8. März 2026

agentic os: the next ui revolution

all the building blocks for the next ui revolution are on the table. but nobody has put them together correctly. that reminds me of something.

three breaks

in my conscious lifetime i have witnessed two fundamental breaks in human-machine interaction: the first was the graphical interface replacing the command line. i remember the moment i first got to use windows 95; before that i only had an old 286 that could only be operated via cli, which had mostly overwhelmed me in primary school. windows after that was something i could use intuitively, opening up an entirely new world.

the second break was the smartphone: when i watched steve jobs on the apple keynote livestream, it was one of the few moments in my life where i had a distinct feeling of singular quality: this moment changes the world.

in retrospect, both revolutions followed the same pattern: the technological building blocks existed long before a combination of all blocks was found that worked as a coherent whole. in both cases there was a transition phase — fascinating in hindsight — where new technology was pressed into old metaphors, before eventually a product came along that put everything together correctly. i always find it amusing when you read comments on hacker news or reddit that frame all these inventions as obvious, trivial, and not even new, even though closer inspection shows that this putting-together is much harder than people think.

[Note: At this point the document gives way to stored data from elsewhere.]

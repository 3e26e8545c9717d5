/*!
Typed attribute framing for the local service protocols.

A frame is a sequence of `name=value` lines terminated by one empty line.
Names are plain identifiers; values are percent-escaped so newlines, `%`,
and carriage returns survive transport. Both daemons speak this framing on
their client sockets: `scan_attrs` reads one request frame, `print_attrs`
emits one reply frame and flushes.

Frames are bounded (attribute count and line length) so a misbehaving
client cannot grow buffers without limit.
*/

use thiserror::Error;
use tokio::io::{AsyncBufRead, AsyncBufReadExt, AsyncReadExt, AsyncWrite, AsyncWriteExt};

/// Name of the attribute that selects the request handler.
pub const ATTR_REQUEST: &str = "request";

/// Upper bound on attributes in one frame.
pub const MAX_FRAME_ATTRS: usize = 64;

/// Upper bound on one encoded `name=value` line, terminator included.
pub const MAX_LINE_BYTES: usize = 8192;

#[derive(Debug, Error)]
pub enum AttrError {
    /// Peer closed the stream at a frame boundary or mid-frame.
    #[error("connection closed")]
    Eof,
    #[error("attribute line exceeds {MAX_LINE_BYTES} bytes")]
    Oversized,
    #[error("frame exceeds {MAX_FRAME_ATTRS} attributes")]
    TooManyAttrs,
    #[error("malformed attribute line {0:?}")]
    Malformed(String),
    #[error("bad escape sequence in {0:?}")]
    BadEscape(String),
    #[error(transparent)]
    Io(#[from] std::io::Error),
}

impl AttrError {
    /// Errors that mean "bad client input", recoverable with a BAD reply.
    pub fn is_client_fault(&self) -> bool {
        matches!(
            self,
            AttrError::Oversized
                | AttrError::TooManyAttrs
                | AttrError::Malformed(_)
                | AttrError::BadEscape(_)
        )
    }
}

/// Percent-escape a value for transport.
pub fn escape(raw: &str) -> String {
    let mut out = String::with_capacity(raw.len());
    for ch in raw.chars() {
        match ch {
            '%' => out.push_str("%25"),
            '\n' => out.push_str("%0A"),
            '\r' => out.push_str("%0D"),
            _ => out.push(ch),
        }
    }
    out
}

fn unescape(encoded: &str) -> Result<String, AttrError> {
    let mut out = String::with_capacity(encoded.len());
    let mut chars = encoded.chars();
    while let Some(ch) = chars.next() {
        if ch != '%' {
            out.push(ch);
            continue;
        }
        let hi = chars.next();
        let lo = chars.next();
        let (Some(hi), Some(lo)) = (hi, lo) else {
            return Err(AttrError::BadEscape(encoded.to_string()));
        };
        let byte = u8::from_str_radix(&format!("{hi}{lo}"), 16)
            .map_err(|_| AttrError::BadEscape(encoded.to_string()))?;
        out.push(byte as char);
    }
    Ok(out)
}

/// Read one attribute frame from `reader`.
///
/// Returns the attributes in wire order. `AttrError::Eof` means the peer
/// closed the connection; at a frame boundary that is a normal disconnect.
pub async fn scan_attrs<R>(reader: &mut R) -> Result<Vec<(String, String)>, AttrError>
where
    R: AsyncBufRead + Unpin,
{
    let mut attrs = Vec::new();
    let mut line = String::new();
    loop {
        line.clear();
        // Re-arm the length limit per line so one oversized line cannot
        // make the reader buffer without bound.
        let mut limited = (&mut *reader).take((MAX_LINE_BYTES + 1) as u64);
        let n = match limited.read_line(&mut line).await {
            Ok(n) => n,
            Err(err) if err.kind() == std::io::ErrorKind::InvalidData => {
                return Err(AttrError::Malformed(line));
            }
            Err(err) => return Err(AttrError::Io(err)),
        };
        if n == 0 {
            return Err(AttrError::Eof);
        }
        if n > MAX_LINE_BYTES {
            return Err(AttrError::Oversized);
        }
        let trimmed = line.strip_suffix('\n').unwrap_or(&line);
        let trimmed = trimmed.strip_suffix('\r').unwrap_or(trimmed);
        if trimmed.is_empty() {
            return Ok(attrs);
        }
        if attrs.len() >= MAX_FRAME_ATTRS {
            return Err(AttrError::TooManyAttrs);
        }
        let Some((name, value)) = trimmed.split_once('=') else {
            return Err(AttrError::Malformed(trimmed.to_string()));
        };
        if name.is_empty() {
            return Err(AttrError::Malformed(trimmed.to_string()));
        }
        attrs.push((name.to_string(), unescape(value)?));
    }
}

/// Write one reply frame and flush it.
pub async fn print_attrs<W>(writer: &mut W, attrs: &[(&str, &str)]) -> Result<(), AttrError>
where
    W: AsyncWrite + Unpin,
{
    let mut frame = String::new();
    for (name, value) in attrs {
        frame.push_str(name);
        frame.push('=');
        frame.push_str(&escape(value));
        frame.push('\n');
    }
    frame.push('\n');
    writer.write_all(frame.as_bytes()).await?;
    writer.flush().await?;
    Ok(())
}

/// First value of the named attribute, if present.
pub fn get_attr<'a>(attrs: &'a [(String, String)], name: &str) -> Option<&'a str> {
    attrs
        .iter()
        .find(|(n, _)| n.as_str() == name)
        .map(|(_, v)| v.as_str())
}
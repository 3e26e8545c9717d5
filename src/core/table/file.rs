//! Persistent JSON map with single-writer semantics.
//!
//! The whole map is loaded at open and rewritten atomically (temp file +
//! rename) on every mutation. An advisory lock taken at open guards
//! against a second writer; the daemon owning this table is defined as
//! solitary by its supervisor, so contention means operator error.

use std::collections::HashMap;
use std::path::{Path, PathBuf};

use async_trait::async_trait;
use fs2::FileExt;
use tokio::sync::Mutex;

use super::{table_flags, Table, TableError};

pub struct FileTable {
    name: String,
    path: PathBuf,
    entries: Mutex<HashMap<String, String>>,
    // Held for the process lifetime; dropping it releases the lock.
    _lock: std::fs::File,
}

impl FileTable {
    /// Open (optionally creating) the map file at `path`.
    ///
    /// The caller controls creation-time permissions through the process
    /// umask; the verifier wraps this call in a scoped 022 umask.
    pub async fn open(path: &Path, create: bool) -> Result<Self, TableError> {
        let name = format!("file:{}", path.display());
        let io_err = |source| TableError::Io {
            name: name.clone(),
            source,
        };

        let lock = std::fs::OpenOptions::new()
            .read(true)
            .write(true)
            .create(create)
            .open(path)
            .map_err(io_err)?;
        lock.try_lock_exclusive().map_err(|source| {
            if source.kind() == std::io::ErrorKind::WouldBlock {
                TableError::Locked(name.clone())
            } else {
                TableError::Io {
                    name: name.clone(),
                    source,
                }
            }
        })?;

        let raw = std::fs::read_to_string(path).map_err(io_err)?;
        let entries = if raw.trim().is_empty() {
            HashMap::new()
        } else {
            serde_json::from_str(&raw).map_err(|err| TableError::Corrupt {
                name: name.clone(),
                detail: err.to_string(),
            })?
        };

        Ok(Self {
            name,
            path: path.to_path_buf(),
            entries: Mutex::new(entries),
            _lock: lock,
        })
    }

    /// Rewrite the map file from the in-memory state, atomically.
    async fn persist(&self, entries: &HashMap<String, String>) -> Result<(), TableError> {
        let io_err = |source| TableError::Io {
            name: self.name.clone(),
            source,
        };
        let serialized = serde_json::to_string_pretty(entries).map_err(|err| {
            TableError::Corrupt {
                name: self.name.clone(),
                detail: err.to_string(),
            }
        })?;
        let tmp = self.path.with_extension("tmp");
        tokio::fs::write(&tmp, serialized.as_bytes())
            .await
            .map_err(io_err)?;
        tokio::fs::rename(&tmp, &self.path).await.map_err(io_err)?;
        Ok(())
    }
}

#[async_trait]
impl Table for FileTable {
    fn name(&self) -> &str {
        &self.name
    }

    fn flags(&self) -> u32 {
        table_flags::WRITABLE | table_flags::PERSISTENT
    }

    async fn get(&self, key: &str) -> Result<Option<String>, TableError> {
        Ok(self.entries.lock().await.get(key).cloned())
    }

    async fn put(&self, key: &str, value: &str) -> Result<(), TableError> {
        let mut entries = self.entries.lock().await;
        entries.insert(key.to_string(), value.to_string());
        self.persist(&entries).await
    }

    async fn del(&self, key: &str) -> Result<bool, TableError> {
        let mut entries = self.entries.lock().await;
        let existed = entries.remove(key).is_some();
        if existed {
            self.persist(&entries).await?;
        }
        Ok(existed)
    }
}
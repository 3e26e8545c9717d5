//! mailgate - address-verification cache and table-proxy daemons
//!
//! Two cooperating infrastructure services for a mail transfer system, each
//! serving a framed request/reply protocol on a local stream socket:
//!
//! - `verifyd` caches address-verification results with TTL/refresh
//!   semantics and injects probe messages back into the mail queue.
//! - `tableproxyd` multiplexes lookups against a static allow-list of
//!   backing tables, sharing open handles across clients.
//!
//! The library exposes the building blocks; the binaries under `src/bin`
//! wire them to sockets and configuration.

pub mod clock;
pub mod config;
pub mod core;

pub use clock::{Clock, SystemClock};
pub use config::Params;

now, i am certain we are facing another break with existing paradigms. agentic ai, tool use, emotional voice interaction, autonomous agent systems: once again there are many building blocks on the playing field. the assembled system, however, is still missing.

the mouse took 27 years

i didn't consciously experience the first break, but its history is instructive nonetheless. on december 9, 1968, douglas engelbart demonstrates something in san francisco that would later become known as the "mother of all demos" [1]: a mouse, overlapping windows, hypertext links, collaborative real-time work. the future of computing in 90 minutes.

five years later xerox parc builds the alto [2], the first computer with a graphical interface, mouse, icons and windows. the technology works, but the alto is not a product, it's a research project. the xerox star follows in 1981 as a commercial device, but it's too expensive and too slow. when the apple macintosh appears in 1984, it is the first usable consumer computer with a genuine mouse-first interface, and yet it remains a niche product. only windows 95, a full 27 years after engelbart's demo, feels to the general public like an operating system truly built for the mouse.

27 years from invention to mass-market product. and in between: a long phase where the mouse exists, but the interfaces are still designed for the keyboard.

the transition phase

norton commander, 1986. a file manager for dos, two panels side by side, entirely keyboard-driven. from version 3.0 (1989) it gets mouse support, which changes nothing about the fundamental design because the mouse operates an interface built for the keyboard. it works, for power users even superbly, and midnight commander, the open-source successor, is still used today. but it's not a mouse-first interface. it remains the old metaphor with a new input device.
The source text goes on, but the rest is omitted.